Problem to work on
From the entries, copy each line that includes "join".
--------------------------------
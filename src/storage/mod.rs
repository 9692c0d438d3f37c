// Local document store for settings, works, prompts and creative map items

use anyhow::{Context, Result};
use chrono::Utc;
use serde::de::DeserializeOwned;
use serde::{Deserialize, Serialize};
use std::collections::BTreeMap;
use std::fs;
use std::path::{Path, PathBuf};

use crate::generation::CredentialResolver;
use crate::models::{
    CreativeMapItem, CreativeMapType, NewPrompt, NewWork, Prompt, PromptType, Work,
};

pub const API_KEY_SETTING: &str = "zhixia_api_key";

const SETTINGS_FILE: &str = "settings.json";
const WORKS_FILE: &str = "works.json";
const PROMPTS_FILE: &str = "prompts.json";
const CREATIVE_FILE: &str = "creativemap.json";
const NAVIGATION_FILE: &str = "navigation.json";

/// Records keyed by an auto-assigned id.
#[derive(Debug, Serialize, Deserialize)]
struct Table<T> {
    next_id: u64,
    records: Vec<T>,
}

impl<T> Default for Table<T> {
    fn default() -> Self {
        Self {
            next_id: 1,
            records: Vec::new(),
        }
    }
}

impl<T> Table<T> {
    fn allocate_id(&mut self) -> u64 {
        let id = self.next_id;
        self.next_id += 1;
        id
    }
}

#[derive(Debug, Default, Serialize, Deserialize)]
struct NavigationState {
    visited: bool,
}

#[derive(Debug, Clone)]
pub struct Storage {
    data_dir: PathBuf,
}

impl Storage {
    pub fn new() -> Result<Self> {
        let data_dir = dirs::config_dir()
            .ok_or_else(|| anyhow::anyhow!("Could not determine config directory"))?
            .join("zhixia")
            .join("data");
        Self::at(data_dir)
    }

    pub fn at(data_dir: impl Into<PathBuf>) -> Result<Self> {
        let data_dir = data_dir.into();
        fs::create_dir_all(&data_dir).context("Failed to create data directory")?;
        Ok(Self { data_dir })
    }

    pub fn data_dir(&self) -> &Path {
        &self.data_dir
    }

    fn read<T: DeserializeOwned + Default>(&self, file: &str) -> Result<T> {
        let path = self.data_dir.join(file);
        if !path.exists() {
            return Ok(T::default());
        }
        let content =
            fs::read_to_string(&path).with_context(|| format!("Failed to read {file}"))?;
        serde_json::from_str(&content).with_context(|| format!("Failed to parse {file}"))
    }

    fn write<T: Serialize>(&self, file: &str, value: &T) -> Result<()> {
        let content =
            serde_json::to_string_pretty(value).with_context(|| format!("Failed to serialize {file}"))?;
        fs::write(self.data_dir.join(file), content)
            .with_context(|| format!("Failed to write {file}"))?;
        tracing::debug!(file, "store written");
        Ok(())
    }

    // settings

    pub fn get_setting(&self, key: &str) -> Result<Option<serde_json::Value>> {
        let mut settings: BTreeMap<String, serde_json::Value> = self.read(SETTINGS_FILE)?;
        Ok(settings.remove(key))
    }

    pub fn put_setting(&self, key: &str, value: serde_json::Value) -> Result<()> {
        let mut settings: BTreeMap<String, serde_json::Value> = self.read(SETTINGS_FILE)?;
        settings.insert(key.to_string(), value);
        self.write(SETTINGS_FILE, &settings)
    }

    pub fn delete_setting(&self, key: &str) -> Result<()> {
        let mut settings: BTreeMap<String, serde_json::Value> = self.read(SETTINGS_FILE)?;
        if settings.remove(key).is_some() {
            self.write(SETTINGS_FILE, &settings)?;
        }
        Ok(())
    }

    pub fn api_key(&self) -> Result<Option<String>> {
        Ok(self
            .get_setting(API_KEY_SETTING)?
            .and_then(|value| value.as_str().map(str::to_string))
            .filter(|key| !key.is_empty()))
    }

    pub fn save_api_key(&self, api_key: &str) -> Result<()> {
        self.put_setting(API_KEY_SETTING, serde_json::Value::String(api_key.trim().to_string()))
    }

    // works

    pub fn add_work(&self, new: NewWork) -> Result<Work> {
        let mut table: Table<Work> = self.read(WORKS_FILE)?;
        let now = Utc::now();
        let work = Work {
            id: table.allocate_id(),
            title: new.title,
            description: new.description,
            work_type: new.work_type,
            content: new.content,
            created_at: now,
            updated_at: now,
        };
        table.records.push(work.clone());
        self.write(WORKS_FILE, &table)?;
        Ok(work)
    }

    pub fn get_work(&self, id: u64) -> Result<Option<Work>> {
        let table: Table<Work> = self.read(WORKS_FILE)?;
        Ok(table.records.into_iter().find(|w| w.id == id))
    }

    pub fn update_work(&self, work: &Work) -> Result<()> {
        let mut table: Table<Work> = self.read(WORKS_FILE)?;
        let slot = table
            .records
            .iter_mut()
            .find(|w| w.id == work.id)
            .ok_or_else(|| anyhow::anyhow!("Work {} not found", work.id))?;
        *slot = Work {
            updated_at: Utc::now(),
            ..work.clone()
        };
        self.write(WORKS_FILE, &table)
    }

    pub fn delete_work(&self, id: u64) -> Result<()> {
        let mut table: Table<Work> = self.read(WORKS_FILE)?;
        let before = table.records.len();
        table.records.retain(|w| w.id != id);
        if table.records.len() != before {
            self.write(WORKS_FILE, &table)?;
        }
        Ok(())
    }

    /// All works, most recently updated first.
    pub fn list_works(&self) -> Result<Vec<Work>> {
        let mut works = self.read::<Table<Work>>(WORKS_FILE)?.records;
        works.sort_by(|a, b| b.updated_at.cmp(&a.updated_at));
        Ok(works)
    }

    // prompts

    pub fn add_prompt(&self, new: NewPrompt) -> Result<Prompt> {
        let mut table: Table<Prompt> = self.read(PROMPTS_FILE)?;
        let now = Utc::now();
        let prompt = Prompt {
            id: table.allocate_id(),
            title: new.title,
            prompt_type: new.prompt_type,
            content: new.content,
            description: new.description,
            examples: new.examples,
            created_at: now,
            updated_at: now,
        };
        table.records.push(prompt.clone());
        self.write(PROMPTS_FILE, &table)?;
        Ok(prompt)
    }

    pub fn get_prompt(&self, id: u64) -> Result<Option<Prompt>> {
        let table: Table<Prompt> = self.read(PROMPTS_FILE)?;
        Ok(table.records.into_iter().find(|p| p.id == id))
    }

    /// A saved prompt that must belong to `prompt_type`.
    pub fn get_prompt_of_type(&self, id: u64, prompt_type: PromptType) -> Result<Prompt> {
        let prompt = self
            .get_prompt(id)?
            .ok_or_else(|| anyhow::anyhow!("Prompt {id} not found"))?;
        if prompt.prompt_type != prompt_type {
            anyhow::bail!(
                "Prompt {id} is a {} prompt, expected {}",
                prompt.prompt_type.as_str(),
                prompt_type.as_str()
            );
        }
        Ok(prompt)
    }

    pub fn update_prompt(&self, prompt: &Prompt) -> Result<()> {
        let mut table: Table<Prompt> = self.read(PROMPTS_FILE)?;
        let slot = table
            .records
            .iter_mut()
            .find(|p| p.id == prompt.id)
            .ok_or_else(|| anyhow::anyhow!("Prompt {} not found", prompt.id))?;
        *slot = Prompt {
            updated_at: Utc::now(),
            ..prompt.clone()
        };
        self.write(PROMPTS_FILE, &table)
    }

    pub fn delete_prompt(&self, id: u64) -> Result<()> {
        let mut table: Table<Prompt> = self.read(PROMPTS_FILE)?;
        let before = table.records.len();
        table.records.retain(|p| p.id != id);
        if table.records.len() != before {
            self.write(PROMPTS_FILE, &table)?;
        }
        Ok(())
    }

    pub fn list_prompts(&self) -> Result<Vec<Prompt>> {
        Ok(self.read::<Table<Prompt>>(PROMPTS_FILE)?.records)
    }

    pub fn list_prompts_by_type(&self, prompt_type: PromptType) -> Result<Vec<Prompt>> {
        Ok(self
            .list_prompts()?
            .into_iter()
            .filter(|p| p.prompt_type == prompt_type)
            .collect())
    }

    // creative map

    pub fn add_creative_item(
        &self,
        item_type: CreativeMapType,
        title: String,
        content: String,
    ) -> Result<CreativeMapItem> {
        let mut items: Vec<CreativeMapItem> = self.read(CREATIVE_FILE)?;
        let mut item = CreativeMapItem::new(item_type, title, content);
        // ids are millisecond stamps; bump on collision within the same millisecond
        let mut stamp = item.created_at.timestamp_millis();
        while items.iter().any(|existing| existing.id == item.id) {
            stamp += 1;
            item.id = format!("{}_{stamp}", item_type.as_str());
        }
        items.push(item.clone());
        self.write(CREATIVE_FILE, &items)?;
        Ok(item)
    }

    pub fn get_creative_item(&self, id: &str) -> Result<Option<CreativeMapItem>> {
        let items: Vec<CreativeMapItem> = self.read(CREATIVE_FILE)?;
        Ok(items.into_iter().find(|item| item.id == id))
    }

    pub fn update_creative_item(&self, item: &CreativeMapItem) -> Result<()> {
        let mut items: Vec<CreativeMapItem> = self.read(CREATIVE_FILE)?;
        let slot = items
            .iter_mut()
            .find(|existing| existing.id == item.id)
            .ok_or_else(|| anyhow::anyhow!("Creative map item {} not found", item.id))?;
        *slot = CreativeMapItem {
            updated_at: Utc::now(),
            ..item.clone()
        };
        self.write(CREATIVE_FILE, &items)
    }

    pub fn delete_creative_item(&self, id: &str) -> Result<()> {
        let mut items: Vec<CreativeMapItem> = self.read(CREATIVE_FILE)?;
        let before = items.len();
        items.retain(|item| item.id != id);
        if items.len() != before {
            self.write(CREATIVE_FILE, &items)?;
        }
        Ok(())
    }

    /// Items of one type, newest first.
    pub fn list_creative_items(&self, item_type: CreativeMapType) -> Result<Vec<CreativeMapItem>> {
        let mut items: Vec<CreativeMapItem> = self
            .read::<Vec<CreativeMapItem>>(CREATIVE_FILE)?
            .into_iter()
            .filter(|item| item.item_type == item_type)
            .collect();
        items.sort_by(|a, b| b.updated_at.cmp(&a.updated_at));
        Ok(items)
    }

    // navigation

    pub fn has_visited(&self) -> Result<bool> {
        Ok(self.read::<NavigationState>(NAVIGATION_FILE)?.visited)
    }

    pub fn mark_visited(&self) -> Result<()> {
        self.write(NAVIGATION_FILE, &NavigationState { visited: true })
    }
}

impl CredentialResolver for Storage {
    fn resolve(&self) -> Result<Option<String>> {
        self.api_key()
    }
}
--------------------------------
Written reply
            .join("zhixia")
            .join("data");
        let path = self.data_dir.join(file);
        fs::write(self.data_dir.join(file), content)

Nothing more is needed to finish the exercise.